Therefore, the additional enrichment of fermented milk products with probiotic bacteria metabolism products and, in particular, with amino acids and organic acids, is of great interest to scientists from different countries and is a relevant and sought-after direction.
2. Materials and Methods
2.1. Preparation of Postbiotic Substances
Cultures of L. helveticus H9 and L. paracasei ABK were obtained from the Collection of the Central Laboratory of Microbiology of FGANU VNIMI. L. helveticus H9 was isolated from the gastrointestinal tract of a healthy person; L. paracasei ABK was isolated from a natural association of microorganisms—kefir grain. Bacterial strains were maintained in a de Man, Rogosa and Sharpe (MRS) broth (Merck, Germany) supplemented with 20% glycerol at −80 °C until use. Before the experiments, all strains were subcultured twice for 16 h at the optimum temperature for each strain (30 °C for L. paracasei ABK; 37 °C for L. helveticus H9) on MRS-broth and sterilized reconstituted skim milk (RSM) (12.5% w/v).
To obtain postbiotic substances the L. helveticus H9 and L. paracasei ABK strains were added in the amount of 3% (vol/vol) and cultivated on the nutrient medium MRS broth (MRS_Lh and MRS_Lp) and nutrient medium RSM (RSM_Lh and RSM_Lp) for 24 h at the optimum temperature for each strain (30 °C for L. paracasei ABK; 37 °C for L. helveticus H9) without aeration and without mixing.
At the end of incubation on MRS broth, the number of viable cells was 2.0 × 108 and 4.0 × 107 CFU mL−1 at pH 3.88 and 4.98 for L. helveticus H9 and L. paracasei ABK, respectively. At the same time, at the end of fermentation on RSM, the number of viable cells was 1.2 × 108 and 3.3 × 108 CFU mL−1 at pH 3.95 and 4.50 for L. helveticus H9 and L. paracasei ABK, respectively.

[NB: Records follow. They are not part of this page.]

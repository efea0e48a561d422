pub mod builder;

use std::path::{Path, PathBuf};
use std::sync::Arc;
use std::thread::{self, JoinHandle};

use conefor_common::{CancellationToken, Event, EventBus, InfoSection, Outcome};
use crossbeam_channel::Receiver;
use schemars::JsonSchema;
use serde::{Deserialize, Serialize};
use tracing::{error, info, warn};

pub use builder::ParametersBuilder;

use crate::{
    crs::{Crs, MeasurementFrame},
    error::{ProcessError, Result},
    io::{text, vector},
    progress::{Progress, QueryBudget},
    query::{NodeIds, QueryContext, area, attribute, centroid, edge},
    traits::{FeatureSource, TextRecord},
    types::{ConnectionMethod, DistanceRecord, OutputFile, OutputKind},
};

/// Share of a layer's progress given to the attribute query when other
/// queries run too
const ATTRIBUTE_SHARE: f64 = 0.1;

/// File stems of the outputs to produce; unset targets skip their query
#[derive(Debug, Clone, Default, PartialEq, Serialize, Deserialize, JsonSchema)]
pub struct OutputTargets {
    /// Node file with the attribute field (or polygon area) as weight
    #[serde(default)]
    pub attribute_file: Option<String>,
    /// Node file with polygon areas as weight
    #[serde(default)]
    pub area_file: Option<String>,
    /// Connection file with centroid distances
    #[serde(default)]
    pub centroid_file: Option<String>,
    /// Connection file with edge distances
    #[serde(default)]
    pub edge_file: Option<String>,
    /// Line layer drawing centroid links
    #[serde(default)]
    pub centroid_vector: Option<String>,
    /// Line layer drawing edge links
    #[serde(default)]
    pub edge_vector: Option<String>,
}

impl OutputTargets {
    pub fn is_empty(&self) -> bool {
        self.attribute_file.is_none()
            && self.area_file.is_none()
            && self.centroid_file.is_none()
            && self.edge_file.is_none()
            && self.centroid_vector.is_none()
            && self.edge_vector.is_none()
    }
}

/// What to compute for one layer
#[derive(Clone)]
pub struct LayerProcessingParameters {
    pub layer: Arc<dyn FeatureSource>,
    pub id_field: Option<String>,
    pub attribute_field: Option<String>,
    pub connection_method: ConnectionMethod,
    pub distance_threshold: Option<f64>,
    pub targets: OutputTargets,
}

impl LayerProcessingParameters {
    pub fn builder(layer: Arc<dyn FeatureSource>) -> ParametersBuilder {
        ParametersBuilder::new(layer)
    }

    pub fn validate(&self) -> Result<()> {
        let layer = self.layer.as_ref();
        let invalid = |reason: &str| {
            Err(ProcessError::InvalidParameters(format!(
                "layer '{}': {}",
                layer.name(),
                reason
            )))
        };

        if self.targets.is_empty() {
            return invalid("no output requested");
        }

        let needs_area = self.targets.area_file.is_some()
            || (self.targets.attribute_file.is_some() && self.attribute_field.is_none());
        if needs_area && layer.is_point_type() {
            return invalid("point layers need an attribute field, they have no area");
        }

        if let Some(threshold) = self.distance_threshold {
            if !threshold.is_finite() || threshold < 0.0 {
                return invalid("distance threshold must be a non-negative number");
            }
        }

        for field in [&self.id_field, &self.attribute_field].into_iter().flatten() {
            if !layer.has_field(field) {
                return Err(ProcessError::InvalidAttribute {
                    field: field.clone(),
                    layer: layer.name().to_string(),
                });
            }
        }

        Ok(())
    }

    /// Queries to run, in order
    fn stages(&self) -> Vec<Stage> {
        let targets = &self.targets;
        let mut stages = Vec::new();

        if let Some(stem) = &targets.attribute_file {
            stages.push(match &self.attribute_field {
                Some(field) => Stage::Attribute {
                    field: field.clone(),
                    stem: stem.clone(),
                },
                None => Stage::Area {
                    stem: stem.clone(),
                    kind: OutputKind::NodeAttribute,
                },
            });
        }
        if let Some(stem) = &targets.area_file {
            stages.push(Stage::Area {
                stem: stem.clone(),
                kind: OutputKind::NodeArea,
            });
        }
        if targets.centroid_file.is_some() || targets.centroid_vector.is_some() {
            stages.push(Stage::Centroid);
        }
        if targets.edge_file.is_some() || targets.edge_vector.is_some() {
            stages.push(Stage::Edge);
        }

        stages
    }
}

#[derive(Debug, Clone, PartialEq)]
enum Stage {
    Attribute { field: String, stem: String },
    Area { stem: String, kind: OutputKind },
    Centroid,
    Edge,
}

/// Split a layer's progress share between its queries
fn allocate(stages: &[Stage], share: f64) -> Vec<QueryBudget> {
    let count = stages.len();
    if count == 0 {
        return Vec::new();
    }

    let has_attribute = stages.iter().any(|s| matches!(s, Stage::Attribute { .. }));
    if count > 1 && has_attribute {
        let rest = share * (1.0 - ATTRIBUTE_SHARE) / (count - 1) as f64;
        stages
            .iter()
            .map(|stage| match stage {
                Stage::Attribute { .. } => QueryBudget::split(share * ATTRIBUTE_SHARE),
                _ => QueryBudget::split(rest),
            })
            .collect()
    } else {
        vec![QueryBudget::split(share / count as f64); count]
    }
}

fn within_threshold(records: Vec<DistanceRecord>, threshold: Option<f64>) -> Vec<DistanceRecord> {
    match threshold {
        Some(limit) => records.into_iter().filter(|r| r.distance <= limit).collect(),
        None => records,
    }
}

/// Result of a run: the files written, even when the run failed part way
#[derive(Debug, Clone, PartialEq)]
pub struct RunReport {
    pub files: Vec<OutputFile>,
    pub outcome: Outcome,
}

impl RunReport {
    pub fn paths(&self) -> Vec<PathBuf> {
        self.files.iter().map(|f| f.path.clone()).collect()
    }
}

/// Runs the queries for a set of layers and writes their outputs.
///
/// A run is all or nothing from the caller's point of view: the first
/// domain error stops every remaining layer. Files written before that stay
/// on disk and are listed in the report.
pub struct Processor {
    output_dir: PathBuf,
    project_crs: Option<Crs>,
    use_selected: bool,
    bus: EventBus,
    cancel: CancellationToken,
}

The cell biomass (in case MRS broth) and cell biomass with coagulated caseins (in case RSM) was separated by centrifugation at 6000 rpm for 15 min at 4 °C using a Hettich Rotanta 46 R centrifuge (Beverly, MA, USA). The supernatants (postbiotic substances) were filtered through MF-Millipore® Membrane Filter, 0.22 µm pore size (Sigma-Aldrich, St. Louis, MO, USA).
The obtained postbiotic substances (cell-free supernatant MRS broth fermented with L. helveticus H9 and L. paracasei ABK strains—MRS_Lh and MRS_Lp, respectively; cell-free supernatant RSM fermented with L. helveticus H9 and L. paracasei ABK strains—RSM_Lh and RSM_Lp, respectively) were examined for the total amino acid composition, free amino and organic acids content.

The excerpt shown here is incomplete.